Doctor of Philosophy


School of Accounting, Economics and Finance


The process of economic development comprises a complex set of interrelationships between a large number of state and flow variables, some of which are controllable by public planners. This thesis analyses the relationships between such state and flow variables associated with economic development, environment and health.

Firstly, the thesis constructs and explores the conceptual framework comprising a two-period optimisation model. The model takes into account the control variables such as emissions, investments in technology, environment and health. The model assumes that a representative agent can maximise the agent’s expected utility by choosing optimal emissions and investments at the present and the future periods that depend on the agent’s consumption, health and the state of the environment. The general model is too complex to derive precise theoretical conclusions. Therefore, the thesis discusses a ‘business-as-usual’ model in which the representative agent does not invest in technology, environment and health and only generates pollution during the production process. Before deriving the precise theoretical predictions and testable hypotheses of interplay between production, emissions and health, the thesis discusses the ‘business-as-usual’ model by using a Cobb-Douglas specification of production function.

The thesis then empirically examines: (1) variations in the interrelated factors emphasized in the conceptual framework as measures of development. The factors are income, emissions, health services (number of patient beds as proxy) and population health (number of patient beds and tuberculosis prevalence as proxy) between and within regions in Vietnam; and (2) the hypotheses of simultaneous relationships between output, emissions and health in the case of Vietnam.
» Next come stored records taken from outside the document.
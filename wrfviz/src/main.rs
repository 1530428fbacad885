//! CLI driving the visualization pipeline.
//!
//! Each subcommand maps to one pipeline stage; `all` runs plots, overlay
//! plots, then publish, the order the publish step depends on.

use std::path::PathBuf;

use anyhow::Result;
use clap::{Parser, Subcommand};

use wrfviz::io::config::load_config;
use wrfviz::io::process::runner_for;
use wrfviz::{logging, overlay, plots, publish};

#[derive(Parser)]
#[command(name = "wrfviz", version, about = "WRF forecast visualization pipeline")]
struct Cli {
    /// Path to the TOML configuration file.
    #[arg(short, long, default_value = "wrfviz.toml")]
    config: PathBuf,
    #[command(subcommand)]
    command: Command,
}

#[derive(Subcommand)]
enum Command {
    /// Run the plain plotting scripts.
    Plots,
    /// Run the overlay plotting scripts and warp their raster output.
    Overlay,
    /// Copy produced plots into the web publish directories.
    Publish,
    /// Run plots, overlay plots, then publish.
    All,
}

fn main() {
    logging::init();
    if let Err(err) = run() {
        eprintln!("{:#}", err);
        std::process::exit(1);
    }
}

fn run() -> Result<()> {
    let cli = Cli::parse();
    let config = load_config(&cli.config)?;
    let runner = runner_for(&config);
    match cli.command {
        Command::Plots => plots::produce_plots(&config, runner.as_ref()),
        Command::Overlay => overlay::produce_overlay_plots(&config, runner.as_ref()),
        Command::Publish => publish::publish_to_web(&config),
        Command::All => {
            plots::produce_plots(&config, runner.as_ref())?;
            overlay::produce_overlay_plots(&config, runner.as_ref())?;
            publish::publish_to_web(&config)
        }
    }
}

#[cfg(test)]
mod tests {
    use super::*;

    #[test]
    fn parse_all() {
        let cli = Cli::parse_from(["wrfviz", "all"]);
        assert!(matches!(cli.command, Command::All));
        assert_eq!(cli.config, PathBuf::from("wrfviz.toml"));
    }

    #[test]
    fn parse_config_override() {
        let cli = Cli::parse_from(["wrfviz", "--config", "ops.toml", "publish"]);
        assert!(matches!(cli.command, Command::Publish));
        assert_eq!(cli.config, PathBuf::from("ops.toml"));
    }
}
The Theil index analysis was adopted for the first problem and the result shows that: (1) the regions of highest income, such as the South East and the Red River Delta, have made the largest contribution to within-region and national inequalities in emissions; (2) high emission regions, such as the Mekong River Delta, made a large contribution to between-region health inequality; (3) high emission regions, such as North Midlands and Mountain, have had large contribution to within-region and national inequalities in population health; and (4) The aggregate contribution of inequality within regions to the national inequality in income, emissions and health has been larger than the contribution of the inequality between regions.

For the second problem Generalized Method of Moments (GMM) was adopted and the results show: (1) a significant positive effect of output on emissions; (2) a significant positive relationship between emissions and population health in the Mekong River Delta region; (3) significant positive impacts of population health and foreign direct investment on output; and (4) significant positive effect of foreign direct investment on emissions in the country and in the North Central and Central Coast regions where records of the environmental disasters caused by foreign direct investment projects are available.

Findings have policy implications for health, education, pollution and investment related issues for Vietnam. A major limitation of this study is the lack of available provincial data about environmental pollutants in Vietnam; however, estimated carbon dioxide emissions allowed some empirical results to be obtained.